# Task brief
Nothing but the lines from the one containing "let rows = text" through the one containing "assert_eq!(table.columns, vec![RAW_TEXT_COLUMN]);", both included, should be given again, each exactly as written below.

# Dataset entries

■ ■ ■ ■

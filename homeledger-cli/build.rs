//! Stamps `homeledger --version` with the commit the binary was built from.

use std::path::{Path, PathBuf};
use std::process::Command;

fn git(repo: &Path, args: &[&str]) -> Option<String> {
    let out = Command::new("git").arg("-C").arg(repo).args(args).output().ok()?;
    if !out.status.success() {
        return None;
    }
    Some(String::from_utf8_lossy(&out.stdout).trim().to_string())
}

fn main() {
    let manifest_dir = PathBuf::from(std::env::var("CARGO_MANIFEST_DIR").unwrap_or_else(|_| ".".into()));
    let workspace = manifest_dir.parent().unwrap_or(&manifest_dir).to_path_buf();

    let stamp = match git(&workspace, &["rev-parse", "--short", "HEAD"]).filter(|s| !s.is_empty()) {
        Some(sha) => {
            let dirty = git(&workspace, &["status", "--porcelain", "--untracked-files=no"])
                .is_some_and(|s| !s.is_empty());
            if dirty { format!("{sha}-dirty") } else { sha }
        }
        None => "unknown".to_string(),
    };

    println!("cargo:rustc-env=HOMELEDGER_BUILD_SHA={stamp}");
    println!("cargo:rerun-if-changed={}", workspace.join(".git/HEAD").display());
}
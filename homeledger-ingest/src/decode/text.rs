//! Line-extracted statement text (for example the text layer of a PDF).
//!
//! There is no column structure, so each non-empty line becomes a single-column row
//! and all field extraction is left to the normalizer.

use homeledger_core::RawRow;
pub use homeledger_core::RAW_TEXT_COLUMN;

use super::strip_bom;
use crate::error::{DecodeError, Result};
use crate::types::DecodedTable;

/// Split on `\r\n`, `\n` or `\r`, trimming lines and dropping empty ones.
pub fn decode_lines(text: &str) -> DecodedTable {
    let rows = text
        .split(['\r', '\n'])
        .map(str::trim)
        .filter(|line| !line.is_empty())
        .map(|line| RawRow::single(RAW_TEXT_COLUMN, line))
        .collect();

    DecodedTable {
        columns: vec![RAW_TEXT_COLUMN.to_string()],
        rows,
    }
}

/// Decode UTF-8 bytes as free text.
pub fn decode_text(bytes: &[u8]) -> Result<DecodedTable> {
    let bytes = strip_bom(bytes);
    let text = std::str::from_utf8(bytes).map_err(|e| DecodeError::Encoding {
        line: Some(bytes[..e.valid_up_to()].iter().filter(|b| **b == b'\n').count() as u64 + 1),
        message: e.to_string(),
    })?;
    Ok(decode_lines(text))
}

#[cfg(test)]
mod tests {
    use super::*;

    #[test]
    fn test_mixed_line_endings() {
        let text = "10/24/2023 NETFLIX.COM 15.99\r\n\r\n   \n10/25/2023 SHELL OIL 40.00-\rPage 2 of 3\n";
        let table = decode_lines(text);

        assert_eq!(table.columns, vec![RAW_TEXT_COLUMN]);
        let lines: Vec<_> = table.rows.iter().map(|r| r.get(RAW_TEXT_COLUMN).unwrap()).collect();
        assert_eq!(
            lines,
            vec!["10/24/2023 NETFLIX.COM 15.99", "10/25/2023 SHELL OIL 40.00-", "Page 2 of 3"]
        );
        assert!(table.rows.iter().all(|r| r.len() == 1));
    }

    #[test]
    fn test_no_header_consumed() {
        let table = decode_lines("Date Description Amount\nJan 15 COFFEE 4.50");
        assert_eq!(table.len(), 2);
    }

    #[test]
    fn test_invalid_utf8_reports_line() {
        let err = decode_text(b"ok line\nbad \xFF line\n").unwrap_err();
        match err {
            DecodeError::Encoding { line, .. } => assert_eq!(line, Some(2)),
            other => panic!("unexpected error: {other:?}"),
        }
    }
}
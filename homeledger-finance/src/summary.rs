//! Review summary for a normalized batch.

use chrono::NaiveDate;
use homeledger_core::ImportedTransaction;
use serde::Serialize;
use std::fmt;

/// Totals shown before a batch is handed to persistence
#[derive(Debug, Clone, PartialEq, Serialize)]
pub struct ImportSummary {
    pub rows_in: usize,
    pub transactions: usize,
    pub dropped: usize,
    /// Sum of positive amounts
    pub inflow_total: f64,
    /// Sum of negative amounts (<= 0)
    pub outflow_total: f64,
    pub first_date: Option<NaiveDate>,
    pub last_date: Option<NaiveDate>,
}

impl ImportSummary {
    pub fn from_batch(rows_in: usize, txns: &[ImportedTransaction]) -> Self {
        let inflow_total: f64 = txns.iter().filter(|t| t.is_inflow()).map(|t| t.amount).sum();
        let outflow_total: f64 = txns.iter().filter(|t| t.is_outflow()).map(|t| t.amount).sum();

        Self {
            rows_in,
            transactions: txns.len(),
            dropped: rows_in.saturating_sub(txns.len()),
            inflow_total,
            outflow_total,
            first_date: txns.iter().map(|t| t.date).min(),
            last_date: txns.iter().map(|t| t.date).max(),
        }
    }

    pub fn net(&self) -> f64 {
        self.inflow_total + self.outflow_total
    }
}

impl fmt::Display for ImportSummary {
    fn fmt(&self, f: &mut fmt::Formatter<'_>) -> fmt::Result {
        write!(
            f,
            "Ready to import {} transactions ({} of {} rows dropped) | in ${:.2} | out ${:.2}",
            self.transactions,
            self.dropped,
            self.rows_in,
            self.inflow_total,
            self.outflow_total.abs()
        )?;
        if let (Some(first), Some(last)) = (self.first_date, self.last_date) {
            write!(f, " | {first} .. {last}")?;
        }
        Ok(())
    }
}
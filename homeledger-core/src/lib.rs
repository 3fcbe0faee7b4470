//! homeledger-core: shared data model for statement imports

pub mod mapping;
pub mod row;
pub mod time;
pub mod transaction;

pub use mapping::{ColumnMapping, FieldRole, MappingError, StructuredMapping};
pub use row::{RawRow, RAW_TEXT_COLUMN};
pub use time::{Clock, FixedClock, SystemClock, DEFAULT_TIMEZONE};
pub use transaction::{ImportedTransaction, NO_DESCRIPTION};
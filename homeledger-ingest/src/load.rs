//! Async file loading; the only place decoding waits on I/O.

use std::path::Path;
use tracing::info;

use crate::error::{DecodeError, Result};
use crate::types::{DecodedTable, SourceKind};

/// Read `path` and decode it as `kind`.
pub async fn load_table(path: impl AsRef<Path>, kind: SourceKind) -> Result<DecodedTable> {
    let path = path.as_ref();
    let bytes = tokio::fs::read(path)
        .await
        .map_err(|source| DecodeError::Read {
            path: path.to_path_buf(),
            source,
        })?;

    let table = kind.decode(&bytes)?;
    info!(
        path = %path.display(),
        %kind,
        columns = table.columns.len(),
        rows = table.rows.len(),
        "decoded statement"
    );
    Ok(table)
}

■ ■ ■ ■

# Expected answer
    let rows = text
        .split(['\r', '\n'])
        .map(str::trim)
        .filter(|line| !line.is_empty())
        .map(|line| RawRow::single(RAW_TEXT_COLUMN, line))
        .collect();

    DecodedTable {
        columns: vec![RAW_TEXT_COLUMN.to_string()],
        rows,
    }
}

/// Decode UTF-8 bytes as free text.
pub fn decode_text(bytes: &[u8]) -> Result<DecodedTable> {
    let bytes = strip_bom(bytes);
    let text = std::str::from_utf8(bytes).map_err(|e| DecodeError::Encoding {
        line: Some(bytes[..e.valid_up_to()].iter().filter(|b| **b == b'\n').count() as u64 + 1),
        message: e.to_string(),
    })?;
    Ok(decode_lines(text))
}

#[cfg(test)]
mod tests {
    use super::*;

    #[test]
    fn test_mixed_line_endings() {
        let text = "10/24/2023 NETFLIX.COM 15.99\r\n\r\n   \n10/25/2023 SHELL OIL 40.00-\rPage 2 of 3\n";
        let table = decode_lines(text);

        assert_eq!(table.columns, vec![RAW_TEXT_COLUMN]);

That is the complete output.